Metabolic changes constantly occur in the mother and her fetus during pregnancy, and the role of hormones in maintaining normal fetal growth and development cannot be overestimated. The scale of endocrine control necessary to maintain physiological functions during pregnancy is clearly demonstrated by the dramatic changes in the hormonal profile and its fluctuations observed from the prenatal to the postpartum period. Differential sensitivity to fluctuations in placental hormones may also play a role in the development of perinatal mental health disorders. Thus, endocrine homeostasis is important for the successful course of pregnancy and its favorable outcome. It is important to note that pregnancy is a period when a woman’s endocrine system undergoes significant changes and adaptations.
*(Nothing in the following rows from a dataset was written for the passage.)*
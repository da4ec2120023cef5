use axum::extract::{Multipart, State};
use axum::http::StatusCode;
use axum::response::{IntoResponse, Json, Response};
use serde::{Deserialize, Serialize};
use tracing::{error, info};
use voxnote_core::{AudioPayload, Config, ConfigPatch, CoreError, HistoryEntry};

use super::state::AppState;

// ============================================================================
// Request/Response Types
// ============================================================================

#[derive(Debug, Serialize)]
pub struct ErrorResponse {
    pub error: String,
}

#[derive(Debug, Serialize)]
pub struct ConfigResponse {
    pub success: bool,
    pub config: Config,
}

#[derive(Debug, Serialize)]
pub struct HistoryResponse {
    pub entries: Vec<HistoryEntry>,
}

#[derive(Debug, Deserialize)]
pub struct DeleteHistoryRequest {
    pub id: String,
}

#[derive(Debug, Serialize)]
pub struct DeleteHistoryResponse {
    pub success: bool,
    pub id: String,
}

#[derive(Debug, Serialize)]
pub struct SessionStateResponse {
    pub state: String,
}

fn error_response(err: CoreError) -> Response {
    let status = match err {
        CoreError::NotFound(_) => StatusCode::NOT_FOUND,
        CoreError::Validation(_) => StatusCode::BAD_REQUEST,
        _ => StatusCode::INTERNAL_SERVER_ERROR,
    };
    (status, Json(ErrorResponse { error: err.to_string() })).into_response()
}

// ============================================================================
// Handlers
// ============================================================================

/// GET /config
pub async fn get_config(State(state): State<AppState>) -> impl IntoResponse {
    match state.config.get().await {
        Ok(config) => (StatusCode::OK, Json(config)).into_response(),
        Err(err) => {
            error!("failed to load config: {err}");
            error_response(err)
        }
    }
}

/// PUT /config: merge a partial config over the current one
pub async fn update_config(
    State(state): State<AppState>,
    Json(patch): Json<ConfigPatch>,
) -> impl IntoResponse {
    match state.config.update(patch).await {
        Ok(config) => (
            StatusCode::OK,
            Json(ConfigResponse {
                success: true,
                config,
            }),
        )
            .into_response(),
        Err(err) => {
            error!("failed to update config: {err}");
            error_response(err)
        }
    }
}

/// POST /config: restore the built-in defaults
pub async fn reset_config(State(state): State<AppState>) -> impl IntoResponse {
    match state.config.reset_to_default().await {
        Ok(config) => {
            info!("config reset to defaults");
            (
                StatusCode::OK,
                Json(ConfigResponse {
                    success: true,
                    config,
                }),
            )
                .into_response()
        }
        Err(err) => {
            error!("failed to reset config: {err}");
            error_response(err)
        }
    }
}

/// GET /history: all entries not soft-deleted, newest first
pub async fn list_history(State(state): State<AppState>) -> impl IntoResponse {
    let entries = state.history.list().await;
    (StatusCode::OK, Json(HistoryResponse { entries })).into_response()
}

/// DELETE /history: soft-delete one entry by id
pub async fn delete_history(
    State(state): State<AppState>,
    Json(req): Json<DeleteHistoryRequest>,
) -> impl IntoResponse {
    match state.history.soft_delete(&req.id).await {
        Ok(()) => {
            info!(id = %req.id, "history entry soft-deleted");
            (
                StatusCode::OK,
                Json(DeleteHistoryResponse {
                    success: true,
                    id: req.id,
                }),
            )
                .into_response()
        }
        Err(err) => error_response(err),
    }
}

/// POST /process: multipart upload of one audio field
pub async fn process_audio(
    State(state): State<AppState>,
    mut multipart: Multipart,
) -> impl IntoResponse {
    let payload = match read_audio_field(&mut multipart).await {
        Ok(payload) => payload,
        Err(err) => return error_response(err),
    };

    match state.orchestrator.process(payload).await {
        Ok(outcome) => {
            info!(id = %outcome.id, "processed uploaded audio");
            (StatusCode::OK, Json(outcome)).into_response()
        }
        Err(err) => {
            error!("processing failed: {err}");
            error_response(err)
        }
    }
}

async fn read_audio_field(multipart: &mut Multipart) -> Result<AudioPayload, CoreError> {
    while let Some(field) = multipart
        .next_field()
        .await
        .map_err(|e| CoreError::Validation(format!("malformed multipart body: {e}")))?
    {
        if field.name() != Some("file") {
            continue;
        }
        let mime_type = field
            .content_type()
            .unwrap_or("application/octet-stream")
            .to_string();
        let data = field
            .bytes()
            .await
            .map_err(|e| CoreError::Validation(format!("failed to read upload: {e}")))?;
        if data.is_empty() {
            return Err(CoreError::Validation("uploaded file is empty".to_string()));
        }
        return Ok(AudioPayload {
            data: data.to_vec(),
            mime_type,
        });
    }
    Err(CoreError::Validation("no file uploaded".to_string()))
}

/// POST /record/toggle: same toggle the hotkey uses
pub async fn toggle_recording(State(state): State<AppState>) -> impl IntoResponse {
    match state.session.toggle().await {
        Ok(session_state) => (
            StatusCode::OK,
            Json(SessionStateResponse {
                state: session_state.to_string(),
            }),
        )
            .into_response(),
        Err(err) => {
            error!("recording toggle failed: {err}");
            error_response(err)
        }
    }
}

/// GET /record/state
pub async fn session_state(State(state): State<AppState>) -> impl IntoResponse {
    Json(SessionStateResponse {
        state: state.session.current_state().to_string(),
    })
}

/// GET /health
pub async fn health_check() -> impl IntoResponse {
    (StatusCode::OK, "OK")
}
//! Environment-driven server configuration.

use std::net::{IpAddr, Ipv4Addr, SocketAddr};
use std::path::PathBuf;

use anyhow::{Context, Result};
use voxnote_core::DEFAULT_HOTKEY;

pub const DEFAULT_PORT: u16 = 3210;

#[derive(Debug, Clone)]
pub struct ServerConfig {
    pub bind: IpAddr,
    pub port: u16,
    /// Global hotkey combination. `None` disables the binding entirely
    /// (set `VOXNOTE_HOTKEY` to an empty string to opt out).
    pub hotkey: Option<String>,
    pub data_dir: PathBuf,
}

impl ServerConfig {
    pub fn from_env() -> Result<Self> {
        let bind = match std::env::var("VOXNOTE_BIND") {
            Ok(value) => value
                .parse()
                .context("VOXNOTE_BIND is not a valid IP address")?,
            Err(_) => IpAddr::V4(Ipv4Addr::LOCALHOST),
        };
        let port = match std::env::var("VOXNOTE_PORT") {
            Ok(value) => value.parse().context("VOXNOTE_PORT is not a valid port")?,
            Err(_) => DEFAULT_PORT,
        };
        let hotkey = match std::env::var("VOXNOTE_HOTKEY") {
            Ok(value) if value.trim().is_empty() => None,
            Ok(value) => Some(value),
            Err(_) => Some(DEFAULT_HOTKEY.to_string()),
        };
        let data_dir = std::env::var_os("VOXNOTE_DATA_DIR")
            .map(PathBuf::from)
            .unwrap_or_else(voxnote_core::paths::default_data_dir);

        Ok(Self {
            bind,
            port,
            hotkey,
            data_dir,
        })
    }

    pub fn socket_addr(&self) -> SocketAddr {
        SocketAddr::new(self.bind, self.port)
    }
}
pub mod audio;
pub mod config;
pub mod error;
pub mod history;
pub mod hotkey;
pub mod http;
pub mod paths;
pub mod pipeline;
pub mod provider;
pub mod session;

pub use audio::{AudioPayload, AudioRecorder, CaptureHandle, LevelMeter};
pub use config::{Config, ConfigPatch, ConfigStore};
pub use error::{CoreError, ProviderStage};
pub use history::{HistoryEntry, HistoryStore};
pub use hotkey::{DEFAULT_HOTKEY, HotkeyDispatcher};
pub use pipeline::{ProcessOutcome, ProcessingOrchestrator};
pub use provider::{GroqProvider, SpeechProvider};
pub use session::{CaptureBackend, CaptureSession, SessionController, SessionState};
//! User-editable processing configuration.
//!
//! One JSON document per process, persisted under the app data directory.
//! The `version` field identifies the config schema and survives every
//! partial update.

use std::path::{Path, PathBuf};

use serde::{Deserialize, Serialize};
use tokio::sync::Mutex;
use tracing::warn;

use crate::error::CoreError;
use crate::paths;

pub const DEFAULT_MODEL: &str = "llama-3.3-70b-versatile";

pub const DEFAULT_SYSTEM_PROMPT: &str = "You are an intelligent assistant. \
Enrich the following transcription. Format it as a structured note, summary, \
or action list depending on the content. Be concise and professional.";

const DEFAULT_LANGUAGE: &str = "en";
const CONFIG_VERSION: &str = "1.0.0";

const CONFIG_FILE: &str = "config.json";

/// Processing configuration: enrichment model and prompt, transcription
/// language hint, and the schema version.
#[derive(Debug, Clone, PartialEq, Eq, Serialize, Deserialize)]
#[serde(rename_all = "camelCase")]
pub struct Config {
    pub model: String,
    pub system_prompt: String,
    pub language: String,
    pub version: String,
}

impl Default for Config {
    fn default() -> Self {
        Self {
            model: DEFAULT_MODEL.to_string(),
            system_prompt: DEFAULT_SYSTEM_PROMPT.to_string(),
            language: DEFAULT_LANGUAGE.to_string(),
            version: CONFIG_VERSION.to_string(),
        }
    }
}

/// Partial update for [`Config`]. A `version` sent by the caller is accepted
/// on the wire but never applied.
#[derive(Debug, Clone, Default, Deserialize)]
#[serde(rename_all = "camelCase")]
pub struct ConfigPatch {
    pub model: Option<String>,
    pub system_prompt: Option<String>,
    pub language: Option<String>,
    pub version: Option<String>,
}

/// Persisted configuration with merge-patch updates and reset-to-default.
pub struct ConfigStore {
    path: PathBuf,
    write_lock: Mutex<()>,
}

impl ConfigStore {
    pub fn new(data_dir: &Path) -> Self {
        Self {
            path: data_dir.join(CONFIG_FILE),
            write_lock: Mutex::new(()),
        }
    }

    /// Current configuration.
    ///
    /// Initializes and persists the built-in default when no config exists
    /// yet. An unreadable file degrades to the in-memory default without
    /// overwriting whatever is on disk.
    pub async fn get(&self) -> Result<Config, CoreError> {
        match tokio::fs::read(&self.path).await {
            Ok(bytes) => match serde_json::from_slice(&bytes) {
                Ok(config) => Ok(config),
                Err(err) => {
                    warn!("unreadable config at {}: {err}; using defaults", self.path.display());
                    Ok(Config::default())
                }
            },
            Err(err) if err.kind() == std::io::ErrorKind::NotFound => {
                let config = Config::default();
                self.persist(&config).await?;
                Ok(config)
            }
            Err(err) => Err(CoreError::persistence(format!(
                "reading {}: {err}",
                self.path.display()
            ))),
        }
    }

    /// Merge `patch` over the current configuration. `version` is always
    /// preserved from the current value, regardless of what the patch says.
    pub async fn update(&self, patch: ConfigPatch) -> Result<Config, CoreError> {
        let _guard = self.write_lock.lock().await;
        let current = self.get().await?;
        let next = Config {
            model: patch.model.unwrap_or(current.model),
            system_prompt: patch.system_prompt.unwrap_or(current.system_prompt),
            language: patch.language.unwrap_or(current.language),
            version: current.version,
        };
        self.persist(&next).await?;
        Ok(next)
    }

    /// Overwrite the persisted configuration with the built-in default.
    pub async fn reset_to_default(&self) -> Result<Config, CoreError> {
        let _guard = self.write_lock.lock().await;
        let config = Config::default();
        self.persist(&config).await?;
        Ok(config)
    }

    async fn persist(&self, config: &Config) -> Result<(), CoreError> {
        if let Some(parent) = self.path.parent() {
            paths::ensure_dir(parent)?;
        }
        let json = serde_json::to_vec_pretty(config)
            .map_err(|e| CoreError::persistence(format!("encoding config: {e}")))?;
        tokio::fs::write(&self.path, json)
            .await
            .map_err(|e| CoreError::persistence(format!("writing {}: {e}", self.path.display())))
    }
}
Endocrine pathologies, such as diabetes mellitus or hypothyroidism, can significantly aggravate this process and increase the risk of various complications. The study is necessary to determine the optimal strategies for medical monitoring and treatment of pregnant women with endocrine disorders. This includes choosing the most appropriate methods for controlling hormone levels, monitoring blood glucose, and ensuring proper medication correction. This article discusses endocrinopathies that occur during pregnancy. Special attention is paid to pregestational diabetes mellitus (PGDM) and gestational diabetes mellitus (GDM), glucose metabolism disorders and methods of screening for GDM. Thyroid diseases associated with human chorionic gonadotropin (HCG) and thyroxine-binding globulin (TBG) levels are also discussed, as well as the effect of these conditions on the euthyroid status.